Lincoln sets 0% capital levy for 2021 budget

By Tristan Marks
NewsNow

The Town of Lincoln has moved forward on its 2021 capital budget, setting a zero per cent capital levy increase with a proposed one per cent special infrastructure levy for the next year.

Council approved the capital budget in principal at its Dec. 7 meeting.

The levy will account for about $3 million of the more than $27 million capital budget. The rest of the budget will be paid through reserve funds, long-term borrowing, development charges and other sources.

To help inform budget decisions, Town Staff created a budget engagement survey to collect feedback from Lincoln residents, which can be found online at Lincoln.ca. Many items in the budget reflect the responses from more than 300 residents.

As an example, in response to the question ‘where would you like to see investments made?’, 22 per cent responded with ‘roads’.

More than $14 million of the capital budget will be invested in transportation-related projects. Major items in this category include Jordan Village road restoration and Lincoln’s road improvement program.

Likewise, the top answer to a question regarding funding for additional infrastructures was ‘Continue the special infrastructure levy’.

Initially, staff suggested pausing the special infrastructure levy at its rate from last year, but after some discussion at a Dec. 2 committee of the whole meeting, council decided to increase it at a one per cent rate.

Other items listed in the capital budget include park upgrades and maintenance, sewer upsizing projects, watermain replacements and more.

Lincoln CAO Mike Kirkopoulos said he and staff “felt it was prudent” to make sure the 2021 budget balanced the Town’s infrastructure needs with affordability for Lincoln residents who struggled through the Covid pandemic.
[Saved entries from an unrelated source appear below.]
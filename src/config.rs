//! Runtime configuration from environment variables.
//!
//! Every value has a default; invalid values are logged and replaced by the
//! default rather than aborting start-up.

use std::env;
use std::fmt::Display;
use std::path::PathBuf;
use std::str::FromStr;
use std::time::Duration;

use tracing::{info, warn};

const DEFAULT_API_URL: &str = "http://localhost:5000";
const DEFAULT_POLL_INTERVAL_SECS: u64 = 8;
const DEFAULT_ORDER_LIMIT: u32 = 50;
const DEFAULT_REQUEST_TIMEOUT_SECS: u64 = 10;
const DEFAULT_MAX_ATTEMPTS: u32 = 3;
const DEFAULT_NOTICE_TTL_SECS: u64 = 6;

#[derive(Debug, Clone)]
pub struct Config {
    pub api_url: String,
    pub poll_interval: Duration,
    pub order_limit: u32,
    pub request_timeout: Duration,
    pub max_attempts: u32,
    pub data_dir: PathBuf,
    pub notice_ttl: Duration,
}

impl Default for Config {
    fn default() -> Self {
        Self {
            api_url: DEFAULT_API_URL.to_string(),
            poll_interval: Duration::from_secs(DEFAULT_POLL_INTERVAL_SECS),
            order_limit: DEFAULT_ORDER_LIMIT,
            request_timeout: Duration::from_secs(DEFAULT_REQUEST_TIMEOUT_SECS),
            max_attempts: DEFAULT_MAX_ATTEMPTS,
            data_dir: default_data_dir(),
            notice_ttl: Duration::from_secs(DEFAULT_NOTICE_TTL_SECS),
        }
    }
}

impl Config {
    pub fn load() -> Self {
        Self::from_lookup(|key| env::var(key).ok())
    }

    /// Build a config from an arbitrary key lookup.
    pub fn from_lookup(lookup: impl Fn(&str) -> Option<String>) -> Self {
        let defaults = Self::default();
        let api_url = lookup("MARKETPLACE_API_URL")
            .map(|u| normalize_api_url(&u))
            .filter(|u| !u.is_empty())
            .unwrap_or(defaults.api_url);

        let config = Self {
            api_url,
            poll_interval: Duration::from_secs(
                parse_or(&lookup, "MARKETPLACE_POLL_INTERVAL_SECS", DEFAULT_POLL_INTERVAL_SECS)
                    .max(1),
            ),
            order_limit: parse_or(&lookup, "MARKETPLACE_ORDER_LIMIT", DEFAULT_ORDER_LIMIT).max(1),
            request_timeout: Duration::from_secs(
                parse_or(
                    &lookup,
                    "MARKETPLACE_REQUEST_TIMEOUT_SECS",
                    DEFAULT_REQUEST_TIMEOUT_SECS,
                )
                .max(1),
            ),
            max_attempts: parse_or(&lookup, "MARKETPLACE_MAX_ATTEMPTS", DEFAULT_MAX_ATTEMPTS)
                .max(1),
            data_dir: lookup("MARKETPLACE_DATA_DIR")
                .map(|d| d.trim().to_string())
                .filter(|d| !d.is_empty())
                .map(PathBuf::from)
                .unwrap_or(defaults.data_dir),
            notice_ttl: Duration::from_secs(parse_or(
                &lookup,
                "MARKETPLACE_NOTICE_TTL_SECS",
                DEFAULT_NOTICE_TTL_SECS,
            )),
        };

        info!(
            api_url = %config.api_url,
            poll_interval_secs = config.poll_interval.as_secs(),
            data_dir = %config.data_dir.display(),
            "configuration loaded"
        );
        config
    }

    pub fn log_dir(&self) -> PathBuf {
        self.data_dir.join("logs")
    }
}

fn parse_or<T>(lookup: &impl Fn(&str) -> Option<String>, key: &str, default: T) -> T
where
    T: FromStr + Display,
    T::Err: Display,
{
    match lookup(key) {
        None => default,
        Some(raw) => raw.trim().parse().unwrap_or_else(|e| {
            warn!("Invalid {key} value {raw:?} ({e}), using default: {default}");
            default
        }),
    }
}

/// Platform data directory for this client.
fn default_data_dir() -> PathBuf {
    let base = env::var("LOCALAPPDATA")
        .or_else(|_| env::var("XDG_DATA_HOME"))
        .map(PathBuf::from)
        .unwrap_or_else(|_| {
            #[cfg(target_os = "windows")]
            {
                PathBuf::from(env::var("USERPROFILE").unwrap_or_else(|_| ".".into()))
                    .join("AppData")
                    .join("Local")
            }
            #[cfg(not(target_os = "windows"))]
            {
                PathBuf::from(env::var("HOME").unwrap_or_else(|_| ".".into()))
                    .join(".local")
                    .join("share")
            }
        });
    base.join("marketplace-sync")
}

/// Normalise the API base URL:
/// - ensure a scheme is present (https, or http for localhost)
/// - strip trailing slashes
/// - strip a trailing `/api` segment
pub fn normalize_api_url(url: &str) -> String {
    let mut url = url.trim().to_string();
    if url.is_empty() {
        return url;
    }

    if !url.starts_with("http://") && !url.starts_with("https://") {
        if url.starts_with("localhost") || url.starts_with("127.0.0.1") {
            url = format!("http://{url}");
        } else {
            url = format!("https://{url}");
        }
    }

    while url.ends_with('/') {
        url.pop();
    }

    if url.ends_with("/api") {
        url.truncate(url.len() - 4);
    }

    while url.ends_with('/') {
        url.pop();
    }

    url
}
“Staff were prudent in what we presented to council, putting forward projects that continue to build on the infrastructure priorities of our community; utilizing a balance of capital levy, our healthy financial reserves and DCs, as well as debenturing where appropriate,” Kirkopoulos said.

“It is important to note that Council and Staff see infrastructure investment as a method of economic recovery, putting people to work in our community is a key element of setting Lincoln and the broader region down a path of prosperity.”

With the 2021 capital budget approved in principal, council will begin to consider drafts for the 2021 operating budget next month.